(Stored items)

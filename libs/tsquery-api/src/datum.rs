use std::fmt;

/// Decoded value. Shape mirrors the [`ColumnKind`](crate::ColumnKind) it was decoded against.
#[derive(Debug, Clone, PartialEq, Eq)]
pub enum Datum {
    Null,
    Scalar(String),
    Array(Vec<Datum>),
    Row(Vec<Datum>),
    /// `(timestamp, value)` pairs; timestamps are passed through as the service sent them.
    TimeSeries(Vec<(String, Datum)>),
}

impl Datum {
    pub fn scalar(value: impl Into<String>) -> Self {
        Self::Scalar(value.into())
    }

    pub fn is_null(&self) -> bool {
        matches!(self, Self::Null)
    }

    pub fn as_scalar(&self) -> Option<&str> {
        match self {
            Self::Scalar(s) => Some(s),
            _ => None,
        }
    }
}

/// Schema-less rendering. Column names need the descriptor, see `tsquery_engine::render`.
impl fmt::Display for Datum {
    fn fmt(&self, f: &mut fmt::Formatter<'_>) -> fmt::Result {
        match self {
            Self::Null => f.write_str("NULL"),
            Self::Scalar(s) => f.write_str(s),
            Self::Array(items) => {
                f.write_str("[")?;
                write_joined(f, items)?;
                f.write_str("]")
            }
            Self::Row(fields) => {
                f.write_str("{")?;
                write_joined(f, fields)?;
                f.write_str("}")
            }
            Self::TimeSeries(points) => {
                f.write_str("[")?;
                for (i, (time, value)) in points.iter().enumerate() {
                    if i > 0 {
                        f.write_str(", ")?;
                    }
                    write!(f, "{{time={time}, value={value}}}")?;
                }
                f.write_str("]")
            }
        }
    }
}

fn write_joined(f: &mut fmt::Formatter<'_>, items: &[Datum]) -> fmt::Result {
    for (i, item) in items.iter().enumerate() {
        if i > 0 {
            f.write_str(", ")?;
        }
        write!(f, "{item}")?;
    }
    Ok(())
}

/// One decoded row. Positional: order matches the page's columns.
#[derive(Debug, Clone, Default, PartialEq, Eq)]
pub struct Record(pub Vec<Datum>);

impl Record {
    pub fn values(&self) -> &[Datum] {
        &self.0
    }

    pub fn into_values(self) -> Vec<Datum> {
        self.0
    }

    pub fn len(&self) -> usize {
        self.0.len()
    }

    pub fn is_empty(&self) -> bool {
        self.0.is_empty()
    }

    pub fn get(&self, index: usize) -> Option<&Datum> {
        self.0.get(index)
    }
}

impl From<Vec<Datum>> for Record {
    fn from(values: Vec<Datum>) -> Self {
        Self(values)
    }
}
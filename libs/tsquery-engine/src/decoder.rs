use tsquery_api::{ColumnDescriptor, ColumnKind, DecodeError, Datum, Page, RawValue, Record};

// ═══════════════════════════════════════════════════════════════
//  Row / value decoding
// ═══════════════════════════════════════════════════════════════

/// Decode every row of a page against its columns, in order.
pub fn decode_page(page: &Page) -> Result<Vec<Record>, DecodeError> {
    page.rows
        .iter()
        .map(|row| decode_row(&page.columns, &row.data))
        .collect()
}

/// Decode one row. `raw[i]` is decoded against `schema[i]`.
pub fn decode_row(schema: &[ColumnDescriptor], raw: &[RawValue]) -> Result<Record, DecodeError> {
    decode_fields(schema, raw).map(Record)
}

/// Decode a single value against its descriptor.
///
/// An explicit null wins over the descriptor kind. Otherwise the payload
/// the kind expects must be present; other payloads are ignored.
pub fn decode_value(descriptor: &ColumnDescriptor, raw: &RawValue) -> Result<Datum, DecodeError> {
    if raw.is_null() {
        return Ok(Datum::Null);
    }

    match &descriptor.kind {
        ColumnKind::Scalar(_) => {
            let value = raw.scalar_value.as_ref().ok_or_else(|| mismatch(descriptor))?;
            Ok(Datum::Scalar(value.clone()))
        }
        ColumnKind::Array(element) => {
            let items = raw.array_value.as_ref().ok_or_else(|| mismatch(descriptor))?;
            items
                .iter()
                .map(|item| decode_value(element, item))
                .collect::<Result<Vec<_>, _>>()
                .map(Datum::Array)
        }
        ColumnKind::Row(fields) => {
            let row = raw.row_value.as_ref().ok_or_else(|| mismatch(descriptor))?;
            decode_fields(fields, &row.data).map(Datum::Row)
        }
        ColumnKind::TimeSeries(value) => {
            let points = raw.time_series_value.as_ref().ok_or_else(|| mismatch(descriptor))?;
            points
                .iter()
                .map(|point| -> Result<_, DecodeError> {
                    Ok((point.time.clone(), decode_value(value, &point.value)?))
                })
                .collect::<Result<Vec<_>, _>>()
                .map(Datum::TimeSeries)
        }
    }
}

fn decode_fields(schema: &[ColumnDescriptor], raw: &[RawValue]) -> Result<Vec<Datum>, DecodeError> {
    if schema.len() != raw.len() {
        return Err(DecodeError::SchemaMismatch {
            expected: schema.len(),
            actual: raw.len(),
        });
    }
    schema
        .iter()
        .zip(raw)
        .map(|(descriptor, value)| decode_value(descriptor, value))
        .collect()
}

fn mismatch(descriptor: &ColumnDescriptor) -> DecodeError {
    DecodeError::ShapeMismatch {
        column: descriptor.display_name().to_string(),
        expected: descriptor.kind.shape(),
    }
}

#[cfg(test)]
mod tests {
    use super::*;
    use tsquery_api::{RawRow, RawTimePoint};

    fn scalar(name: &str) -> ColumnDescriptor {
        ColumnDescriptor::named(name, ColumnKind::scalar("VARCHAR"))
    }

    fn unnamed_scalar() -> ColumnDescriptor {
        ColumnDescriptor::new(ColumnKind::scalar("DOUBLE"))
    }

    /// Inverse of decoding, driven by the descriptor.
    fn encode(descriptor: &ColumnDescriptor, datum: &Datum) -> RawValue {
        match (&descriptor.kind, datum) {
            (_, Datum::Null) => RawValue::null(),
            (ColumnKind::Scalar(_), Datum::Scalar(s)) => RawValue::scalar(s.clone()),
            (ColumnKind::Array(elem), Datum::Array(items)) => {
                RawValue::array(items.iter().map(|d| encode(elem, d)).collect())
            }
            (ColumnKind::Row(fields), Datum::Row(values)) => RawValue::row(encode_fields(fields, values)),
            (ColumnKind::TimeSeries(value), Datum::TimeSeries(points)) => RawValue::time_series(
                points
                    .iter()
                    .map(|(t, d)| RawTimePoint::new(t.clone(), encode(value, d)))
                    .collect(),
            ),
            (kind, datum) => panic!("datum {datum:?} does not fit {kind:?}"),
        }
    }

    fn encode_fields(schema: &[ColumnDescriptor], values: &[Datum]) -> Vec<RawValue> {
        schema.iter().zip(values).map(|(c, d)| encode(c, d)).collect()
    }

    fn nested_schema() -> Vec<ColumnDescriptor> {
        vec![
            scalar("factory"),
            ColumnDescriptor::named("levels", ColumnKind::array(unnamed_scalar())),
            ColumnDescriptor::named(
                "still_water",
                ColumnKind::time_series(ColumnDescriptor::new(ColumnKind::row(vec![
                    scalar("sum"),
                    scalar("count"),
                ]))),
            ),
        ]
    }

    #[test]
    fn decodes_flat_row() {
        let schema = vec![scalar("factory"), scalar("value")];
        let record = decode_row(&schema, &[RawValue::scalar("A"), RawValue::scalar("1")]).unwrap();
        assert_eq!(record, Record(vec![Datum::scalar("A"), Datum::scalar("1")]));
    }

    #[test]
    fn decodes_array_of_scalars() {
        let col = ColumnDescriptor::named("xs", ColumnKind::array(unnamed_scalar()));
        let raw = RawValue::array(vec![RawValue::scalar("1"), RawValue::scalar("2"), RawValue::scalar("3")]);
        assert_eq!(
            decode_value(&col, &raw).unwrap(),
            Datum::Array(vec![Datum::scalar("1"), Datum::scalar("2"), Datum::scalar("3")])
        );
    }

    #[test]
    fn decodes_time_series_keeping_timestamps() {
        let col = ColumnDescriptor::named("ts", ColumnKind::time_series(unnamed_scalar()));
        let raw = RawValue::time_series(vec![
            RawTimePoint::new("2026-10-17 10:00:00.000000000", RawValue::scalar("5")),
            RawTimePoint::new("2026-10-17 10:00:15.000000000", RawValue::scalar("6")),
        ]);
        assert_eq!(
            decode_value(&col, &raw).unwrap(),
            Datum::TimeSeries(vec![
                ("2026-10-17 10:00:00.000000000".into(), Datum::scalar("5")),
                ("2026-10-17 10:00:15.000000000".into(), Datum::scalar("6")),
            ])
        );
    }

    #[test]
    fn decodes_row_column_recursively() {
        let col = ColumnDescriptor::named("pair", ColumnKind::row(vec![scalar("a"), scalar("b")]));
        let raw = RawValue::row(vec![RawValue::scalar("x"), RawValue::null()]);
        assert_eq!(
            decode_value(&col, &raw).unwrap(),
            Datum::Row(vec![Datum::scalar("x"), Datum::Null])
        );
    }

    #[test]
    fn explicit_null_for_every_kind() {
        let kinds = [
            ColumnKind::scalar("VARCHAR"),
            ColumnKind::array(unnamed_scalar()),
            ColumnKind::row(vec![scalar("a")]),
            ColumnKind::time_series(unnamed_scalar()),
        ];
        for kind in kinds {
            let col = ColumnDescriptor::named("c", kind);
            assert_eq!(decode_value(&col, &RawValue::null()).unwrap(), Datum::Null);
        }
    }

    #[test]
    fn null_flag_false_falls_through_to_payload() {
        let raw = RawValue {
            null_value: Some(false),
            ..RawValue::scalar("7")
        };
        assert_eq!(decode_value(&scalar("n"), &raw).unwrap(), Datum::scalar("7"));
    }

    #[test]
    fn arity_mismatch_is_schema_error() {
        let schema = vec![scalar("a"), scalar("b")];
        let err = decode_row(&schema, &[RawValue::scalar("only")]).unwrap_err();
        assert_eq!(err, DecodeError::SchemaMismatch { expected: 2, actual: 1 });
    }

    #[test]
    fn nested_row_arity_mismatch_is_reported() {
        let col = ColumnDescriptor::named("pair", ColumnKind::row(vec![scalar("a"), scalar("b")]));
        let err = decode_value(&col, &RawValue::row(vec![])).unwrap_err();
        assert_eq!(err, DecodeError::SchemaMismatch { expected: 2, actual: 0 });
    }

    #[test]
    fn scalar_given_sequence_is_shape_mismatch() {
        let raw = RawValue::array(vec![RawValue::scalar("1")]);
        let err = decode_value(&scalar("factory"), &raw).unwrap_err();
        assert_eq!(
            err,
            DecodeError::ShapeMismatch {
                column: "factory".into(),
                expected: "scalar",
            }
        );
    }

    #[test]
    fn mismatch_deep_inside_aborts_whole_row() {
        let schema = nested_schema();
        let raw = vec![
            RawValue::scalar("plant-1"),
            RawValue::array(vec![RawValue::scalar("1"), RawValue::time_series(vec![])]),
            RawValue::time_series(vec![]),
        ];
        let err = decode_row(&schema, &raw).unwrap_err();
        assert_eq!(
            err,
            DecodeError::ShapeMismatch {
                column: "?".into(),
                expected: "scalar",
            }
        );
    }

    #[test]
    fn time_series_given_scalar_is_shape_mismatch() {
        let col = ColumnDescriptor::named("ts", ColumnKind::time_series(unnamed_scalar()));
        let err = decode_value(&col, &RawValue::scalar("5")).unwrap_err();
        assert!(matches!(err, DecodeError::ShapeMismatch { expected: "time series", .. }));
    }

    #[test]
    fn record_survives_encode_then_decode() {
        let schema = nested_schema();
        let record = Record(vec![
            Datum::scalar("plant-1"),
            Datum::Array(vec![Datum::scalar("0.5"), Datum::Null, Datum::scalar("0.7")]),
            Datum::TimeSeries(vec![
                ("t1".into(), Datum::Row(vec![Datum::scalar("10.0"), Datum::scalar("2")])),
                ("t2".into(), Datum::Null),
            ]),
        ]);
        let raw = encode_fields(&schema, record.values());
        assert_eq!(decode_row(&schema, &raw).unwrap(), record);
    }

    #[test]
    fn decoded_shapes_follow_descriptors() {
        let schema = nested_schema();
        let raw = vec![
            RawValue::scalar("plant-2"),
            RawValue::array(vec![]),
            RawValue::time_series(vec![RawTimePoint::new(
                "t1",
                RawValue::row(vec![RawValue::scalar("1"), RawValue::scalar("1")]),
            )]),
        ];
        let record = decode_row(&schema, &raw).unwrap();
        assert_eq!(record.len(), schema.len());
        for (col, datum) in schema.iter().zip(record.values()) {
            let shape = match datum {
                Datum::Scalar(_) => "scalar",
                Datum::Array(_) => "array",
                Datum::Row(_) => "row",
                Datum::TimeSeries(_) => "time series",
                Datum::Null => unreachable!("no nulls in this row"),
            };
            assert_eq!(shape, col.kind.shape());
        }
    }

    #[test]
    fn decodes_all_rows_of_page_in_order() {
        let page = Page::new(
            vec![scalar("k")],
            vec![
                RawRow::new(vec![RawValue::scalar("1")]),
                RawRow::new(vec![RawValue::scalar("2")]),
            ],
        );
        let records = decode_page(&page).unwrap();
        assert_eq!(
            records,
            vec![Record(vec![Datum::scalar("1")]), Record(vec![Datum::scalar("2")])]
        );
    }
}
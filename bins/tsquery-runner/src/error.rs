#[derive(Debug, thiserror::Error)]
pub enum RunnerError {
    #[error("config: {0}")]
    Config(String),

    #[error("client: {0}")]
    Client(#[from] tsquery_client::ClientError),

    #[error("{0}")]
    Query(#[from] tsquery_engine::QueryError),

    #[error("{0}")]
    Fetch(#[from] tsquery_api::FetchError),

    #[error("output: {0}")]
    Output(#[from] std::io::Error),

    #[error("metadata: {0}")]
    Metadata(#[from] serde_json::Error),

    #[error("{failed} of {total} queries failed")]
    QueriesFailed { failed: usize, total: usize },

    #[error("service returned no query id")]
    MissingQueryId,
}
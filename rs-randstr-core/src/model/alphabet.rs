use std::collections::HashSet;

use crate::error::{Error, Result};
use crate::MAX_ALPHABET_SIZE;

/// Ordered, duplicate-free set of symbols eligible for placement.
///
/// ## Invariants
/// - Never empty
/// - At most `MAX_ALPHABET_SIZE` symbols
/// - Each symbol appears once, at the position of its first occurrence
///   in the input
#[derive(Debug, Clone, PartialEq, Eq)]
pub struct Alphabet {
	symbols: Vec<char>,
}

impl Alphabet {
	/// Builds an alphabet from any sequence of characters.
	///
	/// Duplicates are dropped, keeping the first occurrence.
	///
	/// # Errors
	/// Returns `Error::OutOfRange` if the result is empty or holds more than
	/// `MAX_ALPHABET_SIZE` symbols.
	pub fn new<I: IntoIterator<Item = char>>(chars: I) -> Result<Self> {
		let mut seen = HashSet::new();
		let symbols: Vec<char> = chars.into_iter().filter(|c| seen.insert(*c)).collect();

		if symbols.is_empty() {
			return Err(Error::OutOfRange(
				"there must be at least one allowed character to create a random string".to_owned(),
			));
		}
		if symbols.len() > MAX_ALPHABET_SIZE {
			return Err(Error::OutOfRange(format!(
				"at most {} distinct characters are allowed, got {}",
				MAX_ALPHABET_SIZE,
				symbols.len()
			)));
		}

		Ok(Self { symbols })
	}

	/// Number of distinct symbols.
	pub fn len(&self) -> usize {
		self.symbols.len()
	}

	/// Always `false`; kept for API symmetry with collections.
	pub fn is_empty(&self) -> bool {
		self.symbols.is_empty()
	}

	/// Symbol at `index`, if any.
	pub fn get(&self, index: usize) -> Option<char> {
		self.symbols.get(index).copied()
	}

	pub fn contains(&self, c: char) -> bool {
		self.symbols.contains(&c)
	}

	pub fn as_slice(&self) -> &[char] {
		&self.symbols
	}

	pub fn iter(&self) -> impl Iterator<Item = char> + '_ {
		self.symbols.iter().copied()
	}
}

impl TryFrom<&[char]> for Alphabet {
	type Error = Error;

	fn try_from(chars: &[char]) -> Result<Self> {
		Self::new(chars.iter().copied())
	}
}

impl TryFrom<&str> for Alphabet {
	type Error = Error;

	fn try_from(chars: &str) -> Result<Self> {
		Self::new(chars.chars())
	}
}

**TASK DETAILS**
Some lines in the data above may hold the word "impl". Say how many, with no other words.

**TASK OUTPUT**
9